The short answer is "what physicists mean by 'warped' and 'twisted' geometry" is not the same as "what differential geometers mean by 'warped' and 'twisted' geometry". The use is a lot more qualitative and a little loosey-goosey, but on the other hand very easy to visualize.

From the physicists' point of view, a twisted geometry is basically something that is not diagonal. The idea is basically that you can consider "nice" manifolds that admit local fibrations with the fiber $F$ orthogonal to the base $B$, so locally the geometry looks like $g_B \oplus g_F$, where here we do allow both $g_B$ and $g_F$ to depend on both $B$ and $F$ coordinates.

A "twisted" version of this geometry would be one that still has the fibration, but you now "twist the fibers around the base", so now that the fibers are no longer orthogonal to the base.

A classic example in relativity is that of the Kerr(-Newman) space-times. The idea being that an "untwisted" black hole is something like the Schwarzschild solution, which has nice factorization as some base manifold that is orthogonal to the integral curves of the time-like Killing vector field. The rotating black holes on the other hand have the time-like Killing vector field "twisted" around the base, losing the orthogonality.

The nomenclature of "twist" came from the examination of geodesic congruences. The "vorticity" tensor is also called the "twist" tensor, and its vanishing is (essentially by Frobenius' theorem) equivalent to the local integrability of the orthogonal hyperplane distribution to a vector field.
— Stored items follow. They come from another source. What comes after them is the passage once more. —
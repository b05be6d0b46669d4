//! Black-Scholes Model
//!
//! Provides:
//! - European call pricing
//! - Delta and vega
//! - Implied volatility solver (bracketed Brent root-finding)
//!
//! All functions are pure. Pricing and Greeks require `vol > 0` and `time > 0`;
//! callers are responsible for guarding the domain. The solver checks its own
//! preconditions and reports failure as `None`.

use std::f64::consts::{PI, SQRT_2};
use statrs::function::erf::erfc;
use crate::core::Greeks;
use super::brent::{brent_root, BrentConfig};

/// Standard normal CDF
pub fn norm_cdf(x: f64) -> f64 {
    0.5 * erfc(-x / SQRT_2)
}

/// Standard normal PDF
pub fn norm_pdf(x: f64) -> f64 {
    (-0.5 * x * x).exp() / (2.0 * PI).sqrt()
}

/// Black-Scholes d1 parameter
pub fn d1(spot: f64, strike: f64, rate: f64, vol: f64, time: f64) -> f64 {
    ((spot / strike).ln() + (rate + 0.5 * vol * vol) * time) / (vol * time.sqrt())
}

/// Black-Scholes d2 parameter
pub fn d2(spot: f64, strike: f64, rate: f64, vol: f64, time: f64) -> f64 {
    d1(spot, strike, rate, vol, time) - vol * time.sqrt()
}

/// Black-Scholes European call price
pub fn price(spot: f64, strike: f64, rate: f64, vol: f64, time: f64) -> f64 {
    let d1 = d1(spot, strike, rate, vol, time);
    let d2 = d1 - vol * time.sqrt();
    spot * norm_cdf(d1) - strike * (-rate * time).exp() * norm_cdf(d2)
}

/// Call delta: N(d1)
pub fn delta(spot: f64, strike: f64, rate: f64, vol: f64, time: f64) -> f64 {
    norm_cdf(d1(spot, strike, rate, vol, time))
}

/// Vega per unit of volatility: S * n(d1) * sqrt(T)
pub fn vega(spot: f64, strike: f64, rate: f64, vol: f64, time: f64) -> f64 {
    spot * norm_pdf(d1(spot, strike, rate, vol, time)) * time.sqrt()
}

/// Delta and (optionally) vega at a known volatility
pub fn greeks(spot: f64, strike: f64, rate: f64, vol: f64, time: f64, with_vega: bool) -> Greeks {
    let d1 = d1(spot, strike, rate, vol, time);
    let vega = with_vega.then(|| spot * norm_pdf(d1) * time.sqrt());
    Greeks::new(norm_cdf(d1), vega)
}

/// Bracket and tolerances for the implied volatility search
#[derive(Debug, Clone, Copy, PartialEq)]
pub struct IvSolverConfig {
    /// Lower end of the volatility bracket
    pub vol_min: f64,
    /// Upper end of the volatility bracket
    pub vol_max: f64,
    /// Absolute tolerance on volatility
    pub vol_tol: f64,
    /// Iteration cap for the root finder
    pub max_iter: usize,
}

impl Default for IvSolverConfig {
    fn default() -> Self {
        Self {
            vol_min: 1e-8,
            vol_max: 10.0,
            vol_tol: 1e-4,
            max_iter: 1000,
        }
    }
}

/// Implied volatility of a call with the default bracket and tolerances
///
/// Returns `None` when any of price, spot, strike or time is not strictly
/// positive (or the rate is not finite), when the price is not attainable by
/// any volatility in the bracket, or when the root finder fails.
pub fn implied_volatility(
    market_price: f64,
    spot: f64,
    strike: f64,
    rate: f64,
    time: f64,
) -> Option<f64> {
    implied_volatility_with(&IvSolverConfig::default(), market_price, spot, strike, rate, time)
}

/// Implied volatility of a call with an explicit solver configuration
pub fn implied_volatility_with(
    config: &IvSolverConfig,
    market_price: f64,
    spot: f64,
    strike: f64,
    rate: f64,
    time: f64,
) -> Option<f64> {
    // Written as negations so that NaN inputs are rejected too
    if !(time > 0.0) || !(spot > 0.0) || !(strike > 0.0) || !(market_price > 0.0) {
        return None;
    }
    if !rate.is_finite() {
        return None;
    }

    let brent = BrentConfig {
        xtol: config.vol_tol,
        max_iter: config.max_iter,
        ..Default::default()
    };
    let objective = |vol: f64| price(spot, strike, rate, vol, time) - market_price;

    brent_root(objective, config.vol_min, config.vol_max, &brent).ok()
}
Next, from the physicists' point of view, a warped geometry is something that is deformed from a reference geometry by squashing/stretching factors. (So the notion of warping is closed to the notion of a "warped product", but not the same.) Basically you start again with a nice manifold that admit local fibrations as $B\times F$, with the geometry $g_B \oplus g_F$. A "warping deformation" of this geometry is one that replaces the geometry by $ \lambda g_B \oplus \lambda^{-1} g_F$ so that the new geometry looks like the old one but stretched in some directions but squashed in some other directions.

As an example: from the paper of Compere that you linked to (pg. 15), you see that he (like many physicists) think of $\mathrm{AdS}_3$ as the fibered manifold with base $\mathrm{AdS}_2$ and fiber $\mathbb{S}^1$, but with the fiber "twisted around" the base.

Insofar as "warping": you can see this survey which uses the common physics terminology to discuss what is meant by "warped $\mathrm{AdS}_3$".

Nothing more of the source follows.